Looking at the material below, work out how many of its lines hold the string "Result". Give that figure alone.

⟨

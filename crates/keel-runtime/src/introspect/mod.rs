//! Reading the current relational model from a live database.

mod postgres;

pub use postgres::PostgresIntrospector;

use std::future::Future;
use std::pin::Pin;

use keel_core::{AbstractDatabase, Result};

/// Produces the current model of one schema namespace.
pub trait Introspector: Send + Sync {
    fn introspect<'a>(
        &'a self,
        namespace: &'a str,
    ) -> Pin<Box<dyn Future<Output = Result<AbstractDatabase>> + Send + 'a>>;
}
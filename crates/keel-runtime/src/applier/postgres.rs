use std::future::Future;
use std::pin::Pin;

use keel_core::config::MigrationConfig;
use keel_core::{KeelError, Result};
use sqlx::postgres::PgConnection;
use tracing::debug;

use super::ddl::PostgresDdl;
use crate::executor::{OperationGroup, SchemaApplier};

/// Applies groups by executing their rendered DDL on the transaction's connection.
#[derive(Debug, Clone)]
pub struct PostgresApplier {
    ddl: PostgresDdl,
}

impl PostgresApplier {
    pub fn new(ddl: PostgresDdl) -> Self {
        Self { ddl }
    }

    pub fn from_config(config: &MigrationConfig) -> Self {
        Self::new(
            PostgresDdl::new(config.schema.clone())
                .with_prefixes(config.table_prefix.clone(), config.column_prefix.clone()),
        )
    }

    pub fn ddl(&self) -> &PostgresDdl {
        &self.ddl
    }
}

impl SchemaApplier<PgConnection> for PostgresApplier {
    fn apply<'a>(
        &'a self,
        conn: &'a mut PgConnection,
        group: &'a OperationGroup,
    ) -> Pin<Box<dyn Future<Output = Result<()>> + Send + 'a>> {
        Box::pin(async move {
            for sql in self.ddl.render(group)? {
                debug!(table = %group.table, sql = %sql, "Executing");
                sqlx::query(&sql)
                    .execute(&mut *conn)
                    .await
                    .map_err(|e| KeelError::Apply {
                        operation: group.parent.kind().to_string(),
                        message: format!("{} ({})", e, sql),
                    })?;
            }
            Ok(())
        })
    }
}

⟩

** Exercise response **
4